EXERCISE PROMPT: Every line of the entries below that mentions "Option" is to be copied out.

INPUT MATERIAL:
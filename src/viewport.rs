use crate::Error;
use vek::Vec2;

/// The pixel dimensions of the window the host draws into.
///
/// Window coordinates have their origin at the top-left corner with +y pointing down, while device coordinates have
/// their origin at the centre with +y pointing up.
#[derive(Copy, Clone, Debug, PartialEq, Eq, Hash)]
#[cfg_attr(feature = "serialization", derive(serde::Serialize, serde::Deserialize))]
pub struct Viewport {
    pub width: u32,
    pub height: u32,
}

impl Viewport {
    pub const fn new(width: u32, height: u32) -> Self {
        Self { width, height }
    }

    pub fn validate(&self) -> Result<(), Error> {
        if self.width == 0 || self.height == 0 {
            Err(Error::EmptyViewport {
                width: self.width,
                height: self.height,
            })
        } else {
            Ok(())
        }
    }

    /// Convert a cursor position in window pixels into device coordinates.
    pub fn cursor_to_ndc(&self, cursor: Vec2<f64>) -> Vec2<f32> {
        Vec2::new(
            2.0 * cursor.x / self.width as f64 - 1.0,
            1.0 - 2.0 * cursor.y / self.height as f64,
        )
        .map(|e| e as f32)
    }

    /// Find the pixel covering a point in device coordinates, if it lies within the viewport.
    pub fn ndc_to_pixel(&self, p: Vec2<f32>) -> Option<[usize; 2]> {
        const MIRROR: Vec2<f32> = Vec2 { x: 1.0, y: -1.0 };

        let half = Vec2::new(self.width, self.height).map(|e| e as f32 * 0.5);
        let scr = half * (p * MIRROR + 1.0);

        if scr.x >= 0.0 && scr.y >= 0.0 && scr.x < self.width as f32 && scr.y < self.height as f32 {
            Some([scr.x as usize, scr.y as usize])
        } else {
            None
        }
    }
}

impl Default for Viewport {
    fn default() -> Self {
        Self::new(800, 800)
    }
}

#[cfg(test)]
mod tests {
    use super::*;

    #[test]
    fn cursor_corners() {
        let vp = Viewport::default();
        assert_eq!(vp.cursor_to_ndc(Vec2::new(0.0, 0.0)), Vec2::new(-1.0, 1.0));
        assert_eq!(vp.cursor_to_ndc(Vec2::new(400.0, 400.0)), Vec2::new(0.0, 0.0));
        assert_eq!(vp.cursor_to_ndc(Vec2::new(800.0, 800.0)), Vec2::new(1.0, -1.0));
    }

    #[test]
    fn pixel_round_trip() {
        let vp = Viewport::new(640, 480);
        let ndc = vp.cursor_to_ndc(Vec2::new(100.5, 200.5));
        assert_eq!(vp.ndc_to_pixel(ndc), Some([100, 200]));
    }

    #[test]
    fn outside_points_have_no_pixel() {
        let vp = Viewport::default();
        assert_eq!(vp.ndc_to_pixel(Vec2::new(1.0, 0.0)), None);
        assert_eq!(vp.ndc_to_pixel(Vec2::new(0.0, -1.5)), None);
        assert_eq!(vp.ndc_to_pixel(Vec2::new(-1.0, 1.0)), Some([0, 0]));
    }
}
use vek::Vec2;

/// A directed line segment between two lattice points.
#[derive(Copy, Clone, Debug, PartialEq, Eq, Hash)]
#[cfg_attr(feature = "serialization", derive(serde::Serialize, serde::Deserialize))]
pub struct Segment {
    pub from: Vec2<i32>,
    pub to: Vec2<i32>,
}

impl Segment {
    pub fn new(from: impl Into<Vec2<i32>>, to: impl Into<Vec2<i32>>) -> Self {
        Self {
            from: from.into(),
            to: to.into(),
        }
    }

    /// The same segment, traversed in the opposite direction.
    pub fn reversed(self) -> Self {
        Self {
            from: self.to,
            to: self.from,
        }
    }
}

/// A circle on the lattice.
#[derive(Copy, Clone, Debug, PartialEq, Eq, Hash)]
#[cfg_attr(feature = "serialization", derive(serde::Serialize, serde::Deserialize))]
pub struct Circle {
    pub center: Vec2<i32>,
    pub radius: u32,
}

impl Circle {
    pub fn new(center: impl Into<Vec2<i32>>, radius: u32) -> Self {
        Self {
            center: center.into(),
            radius,
        }
    }
}

/// Three lattice points. No particular winding is assumed.
#[derive(Copy, Clone, Debug, PartialEq, Eq, Hash)]
#[cfg_attr(feature = "serialization", derive(serde::Serialize, serde::Deserialize))]
pub struct Triangle {
    pub vertices: [Vec2<i32>; 3],
}

impl Triangle {
    pub fn new(
        a: impl Into<Vec2<i32>>,
        b: impl Into<Vec2<i32>>,
        c: impl Into<Vec2<i32>>,
    ) -> Self {
        Self {
            vertices: [a.into(), b.into(), c.into()],
        }
    }

    /// The outline edges `v0 -> v1`, `v1 -> v2` and `v2 -> v0`.
    pub fn edges(&self) -> [Segment; 3] {
        let [a, b, c] = self.vertices;
        [Segment::new(a, b), Segment::new(b, c), Segment::new(c, a)]
    }

    /// Edge functions for each edge, each oriented so that the opposite vertex lies on its non-negative side.
    pub fn edge_functions(&self) -> [EdgeFunction; 3] {
        let [a, b, c] = self.vertices;
        [
            EdgeFunction::new(a, b, c),
            EdgeFunction::new(b, c, a),
            EdgeFunction::new(c, a, b),
        ]
    }

    /// The smallest and largest corners of the axis-aligned bounding box.
    pub fn bounds(&self) -> (Vec2<i32>, Vec2<i32>) {
        let [a, b, c] = self.vertices;
        (
            Vec2::min(Vec2::min(a, b), c),
            Vec2::max(Vec2::max(a, b), c),
        )
    }

    /// Whether `p` lies on the non-negative side of all three edges.
    pub fn contains(&self, p: Vec2<i32>) -> bool {
        self.edge_functions().iter().all(|e| e.eval(p) >= 0)
    }
}

/// The implicit line `a*x + b*y + c` through two points.
#[derive(Copy, Clone, Debug, PartialEq, Eq, Hash)]
#[cfg_attr(feature = "serialization", derive(serde::Serialize, serde::Deserialize))]
pub struct EdgeFunction {
    pub a: i64,
    pub b: i64,
    pub c: i64,
}

impl EdgeFunction {
    /// Build the line through `from` and `to`, negated if necessary so that `reference` evaluates non-negative.
    pub fn new(from: Vec2<i32>, to: Vec2<i32>, reference: Vec2<i32>) -> Self {
        let (x0, y0) = (from.x as i64, from.y as i64);
        let (x1, y1) = (to.x as i64, to.y as i64);
        let line = Self {
            a: y1 - y0,
            b: x0 - x1,
            c: x1 * y0 - x0 * y1,
        };
        if line.eval(reference) < 0 {
            Self {
                a: -line.a,
                b: -line.b,
                c: -line.c,
            }
        } else {
            line
        }
    }

    #[inline(always)]
    pub fn eval(&self, p: Vec2<i32>) -> i64 {
        self.a * p.x as i64 + self.b * p.y as i64 + self.c
    }
}
use crate::math::WeightedSum;
use alloc::vec::Vec;
use vek::Vec2;

/// The index list that splits a handle quad (as produced by [`handle_quad`]) into two triangles.
pub const HANDLE_INDICES: [u32; 6] = [0, 1, 2, 1, 2, 3];

/// The four corners of the square handle drawn around a point: top-right, bottom-right, top-left, bottom-left.
pub fn handle_quad(center: Vec2<f32>, half_size: f32) -> [Vec2<f32>; 4] {
    [
        center + Vec2::new(half_size, half_size),
        center + Vec2::new(half_size, -half_size),
        center + Vec2::new(-half_size, half_size),
        center + Vec2::new(-half_size, -half_size),
    ]
}

/// The de Casteljau construction of a Bézier curve at a single parameter `t`.
///
/// Level 0 is the control polygon itself. Each following level has one point fewer, every point lying `t` of the way
/// along the corresponding edge of the level before. The final level holds the single point on the curve at `t`.
/// Polygons of fewer than two points have no construction at all.
#[derive(Clone, Debug, Default, PartialEq)]
pub struct Construction {
    t: f32,
    levels: Vec<Vec<Vec2<f32>>>,
}

impl Construction {
    pub fn new(points: &[Vec2<f32>], t: f32) -> Self {
        if points.len() < 2 {
            return Self {
                t,
                levels: Vec::new(),
            };
        }

        let mut levels = Vec::with_capacity(points.len());
        levels.push(points.to_vec());
        while let Some(prev) = levels.last().filter(|l| l.len() > 1) {
            let next = prev
                .windows(2)
                .map(|w| Vec2::weighted_sum2(w[0], w[1], 1.0 - t, t))
                .collect::<Vec<_>>();
            levels.push(next);
        }

        Self { t, levels }
    }

    #[inline]
    pub fn t(&self) -> f32 {
        self.t
    }

    /// All levels, starting with the control polygon.
    #[inline]
    pub fn levels(&self) -> &[Vec<Vec2<f32>>] {
        &self.levels
    }

    #[inline]
    pub fn level(&self, index: usize) -> Option<&[Vec2<f32>]> {
        self.levels.get(index).map(|l| l.as_slice())
    }

    #[inline]
    pub fn is_empty(&self) -> bool {
        self.levels.is_empty()
    }

    /// The point on the curve at `t`.
    pub fn point(&self) -> Option<Vec2<f32>> {
        self.levels.last().and_then(|l| l.first()).copied()
    }

    /// The edges joining consecutive points within each level, level by level.
    pub fn segments(&self) -> impl Iterator<Item = [Vec2<f32>; 2]> + '_ {
        self.levels
            .iter()
            .flat_map(|l| l.windows(2).map(|w| [w[0], w[1]]))
    }

    /// A square handle around every point of every level.
    pub fn handles(&self, half_size: f32) -> impl Iterator<Item = [Vec2<f32>; 4]> + '_ {
        self.levels
            .iter()
            .flatten()
            .map(move |p| handle_quad(*p, half_size))
    }
}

RESULT OF THIS EXERCISE:
    pub fn ndc_to_pixel(&self, p: Vec2<f32>) -> Option<[usize; 2]> {
    pub fn level(&self, index: usize) -> Option<&[Vec2<f32>]> {
    pub fn point(&self) -> Option<Vec2<f32>> {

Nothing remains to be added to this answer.